Pent-up demand for vehicles will help sustain the need for more workers, with sales of cars and trucks on pace for the best year since 2007.
Ford, the second-largest U.S. automaker, plans to add 450 hourly workers and invest $200 million to make four-cylinder engines at a factory in Brook Park, Ohio, starting in late 2014. The Dearborn, Michigan-based company also will hire 2,200 salaried employees in the U.S. this year, the most in more than a decade.
Housing, too, is strengthening as rising sales spur home- building, and in turn, boost employment in the industry, as well as in related businesses. Lowe’s Cos. said in January it will take on 45,000 seasonal workers, 13 percent more than last year, and add 9,000 permanent employees. The Mooresville, N.C.-based home-improvement retailer also plans to open 10 stores and extend hours this year.
Companies are able to step up hiring because they’re finding it easier to borrow. “More aggressive competition” among lenders prompted banks to ease credit standards or terms in the fourth quarter, the Fed said last month.
The increased access to bank loans is particularly crucial for small businesses — considered a driver of job creation — as many lack the ability to tap other sources of credit.
That’s one reason why Harris sees payrolls continuing to expand, despite some employers’ concerns they’ll have to shell out more next year for health benefits under the Patient Protection and Affordable Care Act.
Some companies are compelled to boost payrolls because they’re unable to wring much more out of their existing workforce.
About 20 percent of the 670 businesses contacted by the Atlanta Fed in early January said their staffs were putting in more hours than normal. More than one in three reported employees exerting a greater than normal effort in doing their jobs.
“These results suggest that some firms are approaching the limit” of how far they can go “before they have to hire more workers,” Atlanta Fed staffers John Robertson and Ellyn Terry wrote in a Feb. 5 posting on the bank’s website.
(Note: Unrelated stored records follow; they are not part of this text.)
// In-Kernel Scenario Suite
//
// End-to-end exercises of the concurrency core on real threads, run on
// the target after `start()`. Each scenario spawns threads through the
// public API, records observable ordering, joins everything and asserts;
// a failed assertion panics the kernel, a passing scenario logs one line.
//
// Enable with the `selftest` feature and call `run_all()` from the main
// thread once preemptive scheduling is active.

use spin::Mutex;

use crate::sync::{Condvar, Lock};
use crate::thread;
use crate::timer;
use crate::util::without_interrupts;
use crate::log_info;

const LOG_ORIGIN: &str = "selftest";

static ORDER: Mutex<heapless::Vec<usize, 16>> = Mutex::new(heapless::Vec::new());

fn order_reset() {
    without_interrupts(|| ORDER.lock().clear());
}

fn order_push(id: usize) {
    without_interrupts(|| {
        ORDER
            .lock()
            .push(id)
            .expect("selftest order buffer overflow")
    });
}

fn order_snapshot() -> heapless::Vec<usize, 16> {
    without_interrupts(|| ORDER.lock().clone())
}

fn record_and_exit(id: usize) -> i32 {
    order_push(id);
    0
}

unsafe fn lock_ref(arg: usize) -> &'static Lock {
    &*(arg as *const Lock)
}

pub fn run_all() {
    log_info!(LOG_ORIGIN, "Running concurrency scenarios");

    priority_preemption();
    donation_simple();
    donation_chained();
    donation_multiple();
    sleep_ordering();
    condvar_priority();

    log_info!(LOG_ORIGIN, "All scenarios passed");
}

/// Strictly higher-priority threads run first; creation of one preempts
/// the creator immediately.
fn priority_preemption() {
    order_reset();
    thread::set_priority(40);

    let l = thread::spawn("low", 30, record_and_exit, 3).unwrap();
    let hp = thread::spawn("highest", 50, record_and_exit, 1).unwrap();
    let m = thread::spawn("mid", 35, record_and_exit, 2).unwrap();

    // The 50 ran already; dropping to the floor lets 35 then 30 finish.
    thread::set_priority(crate::PRI_MIN);

    thread::join(hp);
    thread::join(m);
    thread::join(l);
    thread::set_priority(crate::PRI_DEFAULT);

    assert_eq!(order_snapshot().as_slice(), &[1, 2, 3]);
    log_info!(LOG_ORIGIN, "PASS priority_preemption");
}

fn acquire_release_and_exit(arg: usize) -> i32 {
    let lock = unsafe { lock_ref(arg) };
    lock.acquire();
    lock.release();
    0
}

/// A high-priority waiter donates to the holder until release.
fn donation_simple() {
    thread::set_priority(30);
    let lock = Lock::new();
    lock.acquire();

    let high = thread::spawn(
        "donor",
        50,
        acquire_release_and_exit,
        &lock as *const Lock as usize,
    )
    .unwrap();

    // The donor already ran and blocked on the lock.
    assert_eq!(thread::priority(), 50);

    lock.release();
    assert_eq!(thread::priority(), 30);

    thread::join(high);
    thread::set_priority(crate::PRI_DEFAULT);
    log_info!(LOG_ORIGIN, "PASS donation_simple");
}

struct ChainArgs {
    lock_a: Lock,
    lock_b: Lock,
}

fn chain_med(arg: usize) -> i32 {
    let args = unsafe { &*(arg as *const ChainArgs) };
    args.lock_b.acquire();
    args.lock_a.acquire();
    args.lock_a.release();
    args.lock_b.release();
    0
}

fn chain_high(arg: usize) -> i32 {
    let args = unsafe { &*(arg as *const ChainArgs) };
    args.lock_b.acquire();
    args.lock_b.release();
    0
}

/// Donation propagates across a chain of blocked holders.
fn donation_chained() {
    thread::set_priority(10);
    let args = ChainArgs {
        lock_a: Lock::new(),
        lock_b: Lock::new(),
    };
    args.lock_a.acquire();

    let arg = &args as *const ChainArgs as usize;

    // Med takes B, blocks on A: its priority flows to us.
    let med = thread::spawn("med", 20, chain_med, arg).unwrap();
    assert_eq!(thread::priority(), 20);

    // High blocks on B: its priority flows through med to us.
    let high = thread::spawn("high", 30, chain_high, arg).unwrap();
    assert_eq!(thread::priority(), 30);

    // Releasing A unwinds the whole chain.
    args.lock_a.release();
    assert_eq!(thread::priority(), 10);

    thread::join(med);
    thread::join(high);
    thread::set_priority(crate::PRI_DEFAULT);
    log_info!(LOG_ORIGIN, "PASS donation_chained");
}

/// Two donations to one holder unwind one release at a time.
fn donation_multiple() {
    thread::set_priority(30);
    let lock_a = Lock::new();
    let lock_b = Lock::new();
    lock_a.acquire();
    lock_b.acquire();

    let wb = thread::spawn(
        "waiter-b",
        35,
        acquire_release_and_exit,
        &lock_b as *const Lock as usize,
    )
    .unwrap();
    let wa = thread::spawn(
        "waiter-a",
        40,
        acquire_release_and_exit,
        &lock_a as *const Lock as usize,
    )
    .unwrap();

    assert_eq!(thread::priority(), 40);

    lock_a.release();
    assert_eq!(thread::priority(), 35);

    lock_b.release();
    assert_eq!(thread::priority(), 30);

    thread::join(wa);
    thread::join(wb);
    thread::set_priority(crate::PRI_DEFAULT);
    log_info!(LOG_ORIGIN, "PASS donation_multiple");
}

fn sleep_and_record(arg: usize) -> i32 {
    let ticks = (arg * 10) as i64;
    let before = timer::ticks();
    timer::sleep_ticks(ticks);
    assert!(timer::elapsed(before) >= ticks as u64, "woke too early");
    order_push(arg);
    0
}

/// Sleepers wake in deadline order, at or after their deadline.
fn sleep_ordering() {
    order_reset();

    // Outrank the main thread so each sleeper reaches its sleep first.
    let t1 = thread::spawn("sleep-10", 40, sleep_and_record, 1).unwrap();
    let t2 = thread::spawn("sleep-20", 40, sleep_and_record, 2).unwrap();
    let t3 = thread::spawn("sleep-30", 40, sleep_and_record, 3).unwrap();

    thread::join(t1);
    thread::join(t2);
    thread::join(t3);

    assert_eq!(order_snapshot().as_slice(), &[1, 2, 3]);
    log_info!(LOG_ORIGIN, "PASS sleep_ordering");
}

struct CondArgs {
    lock: Lock,
    cond: Condvar,
}

fn cond_wait_and_record(arg: usize) -> i32 {
    let args = unsafe { &*((arg & !0xFF) as *const CondArgs) };
    let id = arg & 0xFF;
    args.lock.acquire();
    args.cond.wait(&args.lock);
    order_push(id);
    args.lock.release();
    0
}

/// Signal wakes the highest-priority waiter first.
fn condvar_priority() {
    order_reset();
    thread::set_priority(10);

    // 256-byte alignment keeps the low byte free for the waiter id.
    #[repr(align(256))]
    struct Aligned(CondArgs);
    let args = Aligned(CondArgs {
        lock: Lock::new(),
        cond: Condvar::new(),
    });
    let base = &args.0 as *const CondArgs as usize;
    assert_eq!(base & 0xFF, 0);

    // Each waiter outranks us, so all three block in wait() first.
    let w20 = thread::spawn("w20", 20, cond_wait_and_record, base | 20).unwrap();
    let w40 = thread::spawn("w40", 40, cond_wait_and_record, base | 40).unwrap();
    let w30 = thread::spawn("w30", 30, cond_wait_and_record, base | 30).unwrap();

    for _ in 0..3 {
        args.0.lock.acquire();
        args.0.cond.signal(&args.0.lock);
        args.0.lock.release();
    }

    thread::join(w20);
    thread::join(w30);
    thread::join(w40);

    assert_eq!(order_snapshot().as_slice(), &[40, 30, 20]);
    thread::set_priority(crate::PRI_DEFAULT);
    log_info!(LOG_ORIGIN, "PASS condvar_priority");
}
Employers in industries such as autos, aviation, housing and transportation are becoming more open to taking on people with low-to-medium skills they can train on the job, said Fred Dedrick, executive director of the National Fund for Workforce Solutions.
“We’re seeing that need for workers,” said Dedrick, whose Boston-based organization helps low-wage workers upgrade their skills and connect with employers. Businesses “are gearing back up again.”
Insurer Geico, a unit of billionaire Warren Buffett’s Berkshire Hathaway Inc., began recruiting efforts on March 18 for a new sales and service center in Carmel, Ind., where it will hire 400 workers in the next 12 months and 1,200 by 2016.
Janine Banuelos, 39, is among those benefiting from the stronger labor market. She said she couldn’t find regular employment for five years until 2011, except stints in consulting “that kept me from stagnating” and a three-month contract with a bank that ended in September. She began work Feb. 11 as Circle Foods’s new human-resources training manager.
“I honestly think the job market has become a lot better and there are more opportunities,” said Banuelos, who had been worrying about health insurance and household expenses. With a salary of $65,000 to $70,000, there’s room to “spoil the kids a little” and buy a new car, she said. “Financial stability is very nice.”